Beer Review 0572: Goose Island Bourbon County Brand Barleywine (2013)


Each year, Goose Island (Chicago, Illinois) produces variants of its Bourbon County Brand Stout. New for 2013 is Bourbon County Brand Barleywine, a beer that has been aged in third-use barrels. The first use? Bourbon, of course; the second use: these barrels were once home to Bourbon County Brand Imperial Stout! Now that’s excellent use of resources.

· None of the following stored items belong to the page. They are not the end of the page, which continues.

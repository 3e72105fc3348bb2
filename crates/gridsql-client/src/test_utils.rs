//! In-memory [`RecordStore`] for tests in this crate and dependent crates.

use std::collections::HashMap;
use std::sync::atomic::{AtomicBool, AtomicUsize, Ordering};

use async_trait::async_trait;
use serde_json::Value;

use gridsql_commons::{BaseId, BaseInfo, Record, RecordPage, TableId, TableSchema};

use crate::error::ClientError;
use crate::RecordStore;

/// Scripted in-memory record store.
///
/// Bases, schemas, and pages are seeded up front; `record_fetches` counts
/// every `list_records` call so tests can assert upstream call volume.
#[derive(Default)]
pub struct InMemoryStore {
    bases: Vec<BaseInfo>,
    schemas: HashMap<BaseId, Vec<TableSchema>>,
    pages: HashMap<(TableId, String), RecordPage>,
    record_fetches: AtomicUsize,
    fail_records: AtomicBool,
}

impl InMemoryStore {
    pub fn new() -> Self {
        Self::default()
    }

    pub fn with_base(mut self, id: &str, name: &str) -> Self {
        self.bases.push(BaseInfo {
            id: BaseId::new(id),
            name: name.to_string(),
        });
        self
    }

    pub fn with_table(mut self, base_id: &str, schema: TableSchema) -> Self {
        self.schemas
            .entry(BaseId::new(base_id))
            .or_default()
            .push(schema);
        self
    }

    /// Seed one page; use `""` as the cursor for the first page.
    pub fn with_page(mut self, table_id: &str, cursor: &str, page: RecordPage) -> Self {
        self.pages
            .insert((TableId::new(table_id), cursor.to_string()), page);
        self
    }

    /// Number of `list_records` calls that reached this store.
    pub fn record_fetches(&self) -> usize {
        self.record_fetches.load(Ordering::Relaxed)
    }

    /// Make every subsequent `list_records` call fail, simulating an
    /// upstream outage mid-scan.
    pub fn set_fail_records(&self, fail: bool) {
        self.fail_records.store(fail, Ordering::Relaxed);
    }
}

/// Build a record from a JSON object literal of its fields.
pub fn record(id: &str, fields: Value) -> Record {
    let fields = match fields {
        Value::Object(map) => map,
        _ => serde_json::Map::new(),
    };
    Record::new(id, fields)
}

#[async_trait]
impl RecordStore for InMemoryStore {
    async fn list_bases(&self) -> Result<Vec<BaseInfo>, ClientError> {
        Ok(self.bases.clone())
    }

    async fn base_schema(&self, base: &BaseId) -> Result<Vec<TableSchema>, ClientError> {
        self.schemas
            .get(base)
            .cloned()
            .ok_or_else(|| ClientError::Api {
                status: 404,
                message: format!("unknown base {}", base),
            })
    }

    async fn list_records(
        &self,
        _base: &BaseId,
        table: &TableId,
        cursor: Option<&str>,
    ) -> Result<RecordPage, ClientError> {
        self.record_fetches.fetch_add(1, Ordering::Relaxed);
        if self.fail_records.load(Ordering::Relaxed) {
            return Err(ClientError::Api {
                status: 503,
                message: "service unavailable".to_string(),
            });
        }
        let key = (table.clone(), cursor.unwrap_or("").to_string());
        self.pages.get(&key).cloned().ok_or_else(|| ClientError::Api {
            status: 404,
            message: format!("no page for table {} at cursor {:?}", table, cursor),
        })
    }
}
//! Type-safe wrappers for upstream identifiers.

use std::fmt;

use serde::{Deserialize, Serialize};

/// Type-safe wrapper for an upstream base identifier.
///
/// Ensures base ids cannot be accidentally used where table ids or display
/// names are expected.
#[derive(Debug, Clone, PartialEq, Eq, Hash, Serialize, Deserialize)]
pub struct BaseId(String);

impl BaseId {
    /// Creates a new BaseId from a string.
    pub fn new(id: impl Into<String>) -> Self {
        Self(id.into())
    }

    /// Returns the base id as a string slice.
    pub fn as_str(&self) -> &str {
        &self.0
    }

    /// Consumes the wrapper and returns the inner String.
    pub fn into_string(self) -> String {
        self.0
    }
}

impl fmt::Display for BaseId {
    fn fmt(&self, f: &mut fmt::Formatter<'_>) -> fmt::Result {
        write!(f, "{}", self.0)
    }
}

impl From<String> for BaseId {
    fn from(s: String) -> Self {
        Self(s)
    }
}

impl From<&str> for BaseId {
    fn from(s: &str) -> Self {
        Self(s.to_string())
    }
}

/// Type-safe wrapper for an upstream table identifier.
#[derive(Debug, Clone, PartialEq, Eq, Hash, Serialize, Deserialize)]
pub struct TableId(String);

impl TableId {
    /// Creates a new TableId from a string.
    pub fn new(id: impl Into<String>) -> Self {
        Self(id.into())
    }

    /// Returns the table id as a string slice.
    pub fn as_str(&self) -> &str {
        &self.0
    }

    /// Consumes the wrapper and returns the inner String.
    pub fn into_string(self) -> String {
        self.0
    }
}

impl fmt::Display for TableId {
    fn fmt(&self, f: &mut fmt::Formatter<'_>) -> fmt::Result {
        write!(f, "{}", self.0)
    }
}

impl From<String> for TableId {
    fn from(s: String) -> Self {
        Self(s)
    }
}

impl From<&str> for TableId {
    fn from(s: &str) -> Self {
        Self(s.to_string())
    }
}
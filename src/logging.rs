// Logging module — powered by tracing-subscriber
//
// The library crates log through the `log` macros; a compatibility bridge
// (`tracing_log::LogTracer`) routes those events through the tracing
// subscriber so one filter and one formatter govern everything.

use tracing_subscriber::layer::SubscriberExt;
use tracing_subscriber::util::SubscriberInitExt;
use tracing_subscriber::EnvFilter;

/// Log format type.
#[derive(Debug, Clone, Copy, PartialEq, Eq)]
pub enum LogFormat {
    /// Compact text format: timestamp LEVEL target - message
    Compact,
    /// JSON Lines format for structured logging
    Json,
}

impl LogFormat {
    pub fn from_str(s: &str) -> Self {
        match s.to_lowercase().as_str() {
            "json" | "jsonl" => LogFormat::Json,
            _ => LogFormat::Compact,
        }
    }
}

/// Build the `EnvFilter` from the base level plus hardcoded noisy-crate
/// overrides.
fn build_env_filter(level: &str) -> anyhow::Result<EnvFilter> {
    let mut directives = vec![level.to_string()];

    // Suppress noisy third-party crates
    let noisy: &[(&str, &str)] = &[
        ("datafusion", "warn"),
        ("reqwest", "warn"),
        ("hyper", "warn"),
        ("h2", "warn"),
        ("rustls", "warn"),
    ];
    for (target, target_level) in noisy {
        directives.push(format!("{}={}", target, target_level));
    }

    EnvFilter::try_new(directives.join(","))
        .map_err(|e| anyhow::anyhow!("invalid log filter: {}", e))
}

/// Initialize logging for the process. Call once, before any other side
/// effects.
pub fn init_logging(level: &str, format: LogFormat) -> anyhow::Result<()> {
    tracing_log::LogTracer::init()?;

    let filter = build_env_filter(level)?;
    match format {
        LogFormat::Compact => {
            tracing_subscriber::registry()
                .with(filter)
                .with(tracing_subscriber::fmt::layer().with_target(true))
                .try_init()?;
        }
        LogFormat::Json => {
            tracing_subscriber::registry()
                .with(filter)
                .with(tracing_subscriber::fmt::layer().json())
                .try_init()?;
        }
    }
    Ok(())
}
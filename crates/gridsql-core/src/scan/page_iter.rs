//! Lazy, forward-only walk of one table's page chain.

use std::sync::Arc;

use gridsql_client::RecordStore;
use gridsql_commons::{BaseId, RecordPage, TableId};

use super::page_cache::{PageCache, PageKey};
use crate::error::GridSqlError;

/// Iterator over the pages of one full table scan.
///
/// The scan is a state machine: not started, in progress (holding the last
/// continuation cursor), done. The empty cursor is overloaded upstream: it
/// means both "no cursor supplied yet" and "no more pages". Termination is
/// therefore decided by the explicit `started` flag together with the
/// cursor, never by the cursor value alone. Each page's existence is only
/// known after fetching the one before it, so pages of a single scan are
/// fetched serially.
///
/// Fetches go through the shared [`PageCache`]; misses hit the upstream
/// store and errors propagate to the caller unretried.
pub struct PageIter {
    store: Arc<dyn RecordStore>,
    cache: Arc<PageCache>,
    base_id: BaseId,
    table_id: TableId,
    cursor: String,
    started: bool,
}

impl PageIter {
    pub fn new(
        store: Arc<dyn RecordStore>,
        cache: Arc<PageCache>,
        base_id: BaseId,
        table_id: TableId,
    ) -> Self {
        Self {
            store,
            cache,
            base_id,
            table_id,
            cursor: String::new(),
            started: false,
        }
    }

    /// Fetch the next page, or `None` once the chain is exhausted.
    ///
    /// Forward-only and non-restartable: after `None` every further call
    /// returns `None`.
    pub async fn next_page(&mut self) -> Result<Option<Arc<RecordPage>>, GridSqlError> {
        if self.started && self.cursor.is_empty() {
            return Ok(None);
        }

        let key = PageKey::new(&self.table_id, &self.cursor);
        let store = self.store.clone();
        let base_id = self.base_id.clone();
        let table_id = self.table_id.clone();
        let cursor = self.cursor.clone();

        let page = self
            .cache
            .get_or_fetch(key, move || async move {
                let cursor = if cursor.is_empty() {
                    None
                } else {
                    Some(cursor.as_str())
                };
                store
                    .list_records(&base_id, &table_id, cursor)
                    .await
                    .map_err(GridSqlError::from)
            })
            .await?;

        self.started = true;
        self.cursor = page.offset.clone();
        Ok(Some(page))
    }
}

#[cfg(test)]
mod tests {
    use super::*;
    use gridsql_client::test_utils::{record, InMemoryStore};
    use gridsql_commons::Record;
    use serde_json::json;

    fn records(prefix: &str, count: usize) -> Vec<Record> {
        (0..count)
            .map(|i| record(&format!("{}{:02}", prefix, i), json!({})))
            .collect()
    }

    fn three_page_store() -> Arc<InMemoryStore> {
        Arc::new(
            InMemoryStore::new()
                .with_page("tbl01", "", RecordPage::new(records("a", 40), "c1"))
                .with_page("tbl01", "c1", RecordPage::new(records("b", 40), "c2"))
                .with_page("tbl01", "c2", RecordPage::new(records("c", 17), "")),
        )
    }

    fn iter(store: Arc<InMemoryStore>, cache: Arc<PageCache>) -> PageIter {
        PageIter::new(store, cache, BaseId::new("app01"), TableId::new("tbl01"))
    }

    #[tokio::test]
    async fn walks_the_chain_and_terminates_on_empty_cursor() {
        let store = three_page_store();
        let cache = Arc::new(PageCache::new(Default::default()));
        let mut pages = iter(store.clone(), cache);

        let mut sizes = Vec::new();
        let mut total = 0;
        while let Some(page) = pages.next_page().await.unwrap() {
            sizes.push(page.records.len());
            total += page.records.len();
        }

        assert_eq!(sizes, vec![40, 40, 17]);
        assert_eq!(total, 97);
        // Each page fetched exactly once; page 1 never re-fetched.
        assert_eq!(store.record_fetches(), 3);
        // Exhausted for good.
        assert!(pages.next_page().await.unwrap().is_none());
        assert_eq!(store.record_fetches(), 3);
    }

    #[tokio::test]
    async fn empty_first_page_still_counts_as_started() {
        let store = Arc::new(
            InMemoryStore::new().with_page("tbl01", "", RecordPage::default()),
        );
        let cache = Arc::new(PageCache::new(Default::default()));
        let mut pages = iter(store.clone(), cache);

        let first = pages.next_page().await.unwrap().expect("one page");
        assert!(first.records.is_empty());
        assert!(pages.next_page().await.unwrap().is_none());
        assert_eq!(store.record_fetches(), 1);
    }

    #[tokio::test]
    async fn second_scan_within_ttl_is_served_from_cache() {
        let store = three_page_store();
        let cache = Arc::new(PageCache::new(Default::default()));

        let mut first = iter(store.clone(), cache.clone());
        while first.next_page().await.unwrap().is_some() {}
        assert_eq!(store.record_fetches(), 3);

        let mut second = iter(store.clone(), cache);
        let mut total = 0;
        while let Some(page) = second.next_page().await.unwrap() {
            total += page.records.len();
        }
        assert_eq!(total, 97);
        assert_eq!(store.record_fetches(), 3);
    }

    #[tokio::test]
    async fn upstream_failure_aborts_the_scan() {
        let store = three_page_store();
        let cache = Arc::new(PageCache::new(Default::default()));
        let mut pages = iter(store.clone(), cache);

        pages.next_page().await.unwrap();
        store.set_fail_records(true);
        let err = pages.next_page().await.unwrap_err();
        assert!(matches!(err, GridSqlError::Upstream(_)));
    }
}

While barrel-aged beer was around long before 1994, Goose Island made it popular in the United States when they placed Imperial Stout in bourbon barrels to celebrate their 1,000th batch of beer made at the original Clybourn brewpub. After tasting the results, it seemed like every brewery either had or wanted a barrel aging program. Goose Island’s Bourbon County Brand Stout achieved legendary status.

Goose Island opened in 1988. John Hall was the visionary, and he was inspired by the beers he had tasted in travels across the country. He started the brewery with the notion that drinkers wanted to see their beer being made, so Goose Island actually started as a brewpub. In 1995, a dedicated facility was built with a bottling plant to keep up with demand.

In 2011, 58% of the company was sold to the world’s largest brewer, ABInbev. As result of the sale, many of Goose Island’s everyday brews are now made in New York. However, Goose continue to produce the more connoisseur-friendly bottles in Chicago, of which Bourbon County is part of.

Bourbon County Brand Barleywine was sold in four-packs, and Goose Island produced only about 600 barrels of the beer. It’s an English-style Barleywine brewed using Pale, Crystal, Caramel, and Dark Chocolate malts, along with Pilgrim and Styrian hops. The alcohol by volume (ABV) is 12.1%, while the IBUs (International Bitterness Units) check in at 60.


The pour slipped out a very small, creamy head that was light tan in color and quickly fizzled away. The beer is a nice tawny brown color, similar to deep colors of rust, and has a beautiful ruby red glow when held to light. It’s opaque and the body is quite murky, but there didn’t appear to be any evidence of particles or sediment. Lacing never formed, likely thanks to the 12.1% alcohol — but there were plenty of alcohol legs left running down the glass when the beer was swirled.

On the nose, this brew is flat out AMAZING. The level of which this blends together and develops as it warms is about as good as it gets. There’s thick, syrupy bourbon and caramel that collide with just about the entire kitchen sink — milk chocolate, dark chocolate, vanilla, cinnamon, toffee, bread, and even a strong hit of dark fruits (raisins and cherries, rum-soaked) as it approaches room temperature. This is dessert in a glass; this is complex, welcoming, like a soft blanket after a long, hard day. Perfect. Make it into a candle. Or a soap. Or a cologne. Something!


As for the taste…wait for it… a knuckle sandwich of bourbon, caramel, and orange peel up front. But it’s not like a knockout blow of bourbon, it’s more like a, well…third-use barrel that’s completely smoothed out and only hits you with the slickest of sanded and rounded edges. ROUNDED. That’s the perfect word for this beer — notes of charred barrel, burnt brown sugar, and dark chocolate delight on the tongue, transitioning to one hell of a conclusion after the swallow. We’ve got sugared dark fruit, rum-soaked raisins and sweet cherries, sticky bourbon that edges more into vanilla and toasted marshmallow. Take a pause here. Then kicks of toffee, cigar tobacco, and a nice gentle layer of alcohol warmth. It’s sweet and slightly boozy in the absolute right way. Wow. Bourbon County Barleywine is full-bodied with a thick, creamy mouthfeel.

I say without any reservation: this is one of the best beers that I’ve ever tasted. I think this brew is a perfect storm of delicious; obviously, we’ve got a solid base beer, then it’s teamed with barrels that have had a chance to tone down and contribute more nuanced and delicate flavors. You know, I really do dig the Bourbon County brand of beers (as if you couldn’t tell by my high ratings) but I do feel the bourbon is overwhelming at times. Not here, this is just a delight to sip on and I must warn you, it’s dangerously drinkable. I’m partial to Barleywine to begin with, but this has become my gold standard of barrel-aged Barleywine. An incredible twelve ounces of perfect beer.

Goose Island Bourbon County Brand Barleywine (2013), 100 points. Price: $5.99 US for one 12 oz. bottle.